# WORK TO BE COMPLETED
Please find all lines in the data that hold the string "register" and copy them.

[Stored data entries]
---

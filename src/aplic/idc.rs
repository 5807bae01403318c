//! Direct delivery: per-hart interrupt delivery controls and the
//! top-pending arbitration (the domain's notifier).

use super::regctl::IdcReg;
use super::source::Sources;

/// Target register layout in direct delivery mode
#[derive(Debug, Clone, Copy, PartialEq, Eq)]
pub struct DirectTarget {
    pub hart: u32,
    pub prio: u32,
}

impl DirectTarget {
    pub fn decode(raw: u32) -> Self {
        Self {
            hart: raw >> 18,
            prio: (raw & 0xFF).max(1),
        }
    }

    pub fn encode(self) -> u32 {
        (self.hart << 18) | (self.prio & 0xFF)
    }
}

/// Highest-priority eligible interrupt for one hart
#[derive(Debug, Clone, Copy, PartialEq, Eq)]
pub struct Topi {
    pub id: u32,
    pub prio: u32,
}

impl Topi {
    /// topi/claimi register value
    pub fn encode(self) -> u32 {
        (self.id << 16) | (self.prio & 0xFF)
    }
}

/// Per-hart Interrupt Delivery Control
#[derive(Debug, Clone, Default)]
pub struct Idc {
    pub idelivery: bool,
    pub iforce: bool,
    /// Priority threshold (0 = no filtering, N = only prio < N)
    pub ithreshold: u32,
}

/// Arbitration over the domain's sources for every hart
#[derive(Debug, Clone)]
pub struct Notifier {
    idcs: Vec<Idc>,
    prio_mask: u32,
}

impl Notifier {
    pub fn new(nr_harts: u32, prio_mask: u32) -> Self {
        Self {
            idcs: vec![Idc::default(); nr_harts as usize],
            prio_mask,
        }
    }

    pub fn idc(&self, hart: u32) -> Option<&Idc> {
        self.idcs.get(hart as usize)
    }

    /// Top pending interrupt for `hart`: pending, enabled, targeted at the
    /// hart and under the threshold. Ties go to the lowest source id.
    pub fn topi(&self, hart: u32, sources: &Sources) -> Option<Topi> {
        let idc = self.idc(hart)?;
        let mut best: Option<Topi> = None;
        for id in sources.pending_enabled() {
            let target = DirectTarget::decode(sources.target(id));
            if target.hart != hart {
                continue;
            }
            if best.map_or(true, |b| target.prio < b.prio) {
                best = Some(Topi {
                    id,
                    prio: target.prio,
                });
            }
        }
        let best = best?;
        if idc.ithreshold != 0 && best.prio >= idc.ithreshold {
            return None;
        }
        Some(best)
    }

    /// External interrupt line to `hart` for this domain's privilege level
    pub fn xeip(&self, hart: u32, ie: bool, sources: &Sources) -> bool {
        let Some(idc) = self.idc(hart) else {
            return false;
        };
        ie && idc.idelivery && (idc.iforce || self.topi(hart, sources).is_some())
    }

    /// claimi read: return the top interrupt and clear its pending bit in the
    /// same step. An empty claim clears iforce.
    pub fn claim(&mut self, hart: u32, sources: &mut Sources) -> u32 {
        match self.topi(hart, sources) {
            Some(top) => {
                sources.clear_pending(top.id);
                log::debug!("hart {} claimed source {} (prio {})", hart, top.id, top.prio);
                top.encode()
            }
            None => {
                if let Some(idc) = self.idcs.get_mut(hart as usize) {
                    idc.iforce = false;
                }
                0
            }
        }
    }

    /// Side-effect free IDC register read (claimi reads as topi)
    pub fn read(&self, hart: u32, reg: IdcReg, sources: &Sources) -> u32 {
        let Some(idc) = self.idc(hart) else {
            return 0;
        };
        match reg {
            IdcReg::IDelivery => idc.idelivery as u32,
            IdcReg::IForce => idc.iforce as u32,
            IdcReg::IThreshold => idc.ithreshold,
            IdcReg::Topi | IdcReg::Claimi => {
                self.topi(hart, sources).map_or(0, Topi::encode)
            }
        }
    }

    pub fn write(&mut self, hart: u32, reg: IdcReg, val: u32) {
        let prio_mask = self.prio_mask;
        let Some(idc) = self.idcs.get_mut(hart as usize) else {
            return;
        };
        match reg {
            IdcReg::IDelivery => idc.idelivery = val & 1 != 0,
            IdcReg::IForce => idc.iforce = val & 1 != 0,
            IdcReg::IThreshold => idc.ithreshold = val & prio_mask,
            // topi and claimi are read-only
            IdcReg::Topi | IdcReg::Claimi => {}
        }
    }
}

#[cfg(test)]
mod tests {
    use super::*;
    use crate::aplic::source::{SourceCfg, SourceMode};

    fn source(s: &mut Sources, id: u32, hart: u32, prio: u32) {
        s.set_cfg(id, SourceCfg::Mode(SourceMode::Detached));
        s.set_target(id, DirectTarget { hart, prio }.encode());
        s.set_enabled(id, true);
        s.set_pending(id);
    }

    #[test]
    fn test_topi_priority_then_lowest_id() {
        let mut s = Sources::new(32);
        let n = Notifier::new(1, 7);
        source(&mut s, 13, 0, 3);
        source(&mut s, 31, 0, 2);
        assert_eq!(n.topi(0, &s), Some(Topi { id: 31, prio: 2 }));
        source(&mut s, 20, 0, 2);
        assert_eq!(n.topi(0, &s), Some(Topi { id: 20, prio: 2 }));
    }

    #[test]
    fn test_topi_ignores_other_harts_and_disabled() {
        let mut s = Sources::new(32);
        let n = Notifier::new(2, 7);
        source(&mut s, 4, 1, 1);
        assert_eq!(n.topi(0, &s), None);
        assert_eq!(n.topi(1, &s).map(|t| t.id), Some(4));
        s.set_enabled(4, false);
        assert_eq!(n.topi(1, &s), None);
    }

    #[test]
    fn test_threshold_filters() {
        let mut s = Sources::new(32);
        let mut n = Notifier::new(1, 7);
        source(&mut s, 3, 0, 5);
        n.write(0, IdcReg::IThreshold, 3);
        assert_eq!(n.topi(0, &s), None);
        n.write(0, IdcReg::IThreshold, 6);
        assert_eq!(n.topi(0, &s).map(|t| t.id), Some(3));
        // Threshold masked to the priority width
        n.write(0, IdcReg::IThreshold, 0xFF);
        assert_eq!(n.read(0, IdcReg::IThreshold, &s), 7);
    }

    #[test]
    fn test_claim_clears_pending() {
        let mut s = Sources::new(32);
        let mut n = Notifier::new(1, 7);
        source(&mut s, 13, 0, 3);
        source(&mut s, 31, 0, 2);
        assert_eq!(n.claim(0, &mut s), (31 << 16) | 2);
        assert!(!s.is_pending(31));
        assert_eq!(n.read(0, IdcReg::Topi, &s), (13 << 16) | 3);
    }

    #[test]
    fn test_xeip_gating_and_iforce() {
        let mut s = Sources::new(32);
        let mut n = Notifier::new(1, 7);
        n.write(0, IdcReg::IForce, 1);
        assert!(!n.xeip(0, true, &s));
        n.write(0, IdcReg::IDelivery, 1);
        assert!(n.xeip(0, true, &s));
        assert!(!n.xeip(0, false, &s));
        // Empty claim drops the forced interrupt
        assert_eq!(n.claim(0, &mut s), 0);
        assert!(!n.xeip(0, true, &s));
    }

    #[test]
    fn test_direct_target_prio_zero_reads_as_one() {
        assert_eq!(DirectTarget::decode(1 << 18).prio, 1);
        assert_eq!(DirectTarget::decode((3 << 18) | 4).hart, 3);
    }
}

---

# ANSWER
/// Target register layout in direct delivery mode
    /// topi/claimi register value
    /// Side-effect free IDC register read (claimi reads as topi)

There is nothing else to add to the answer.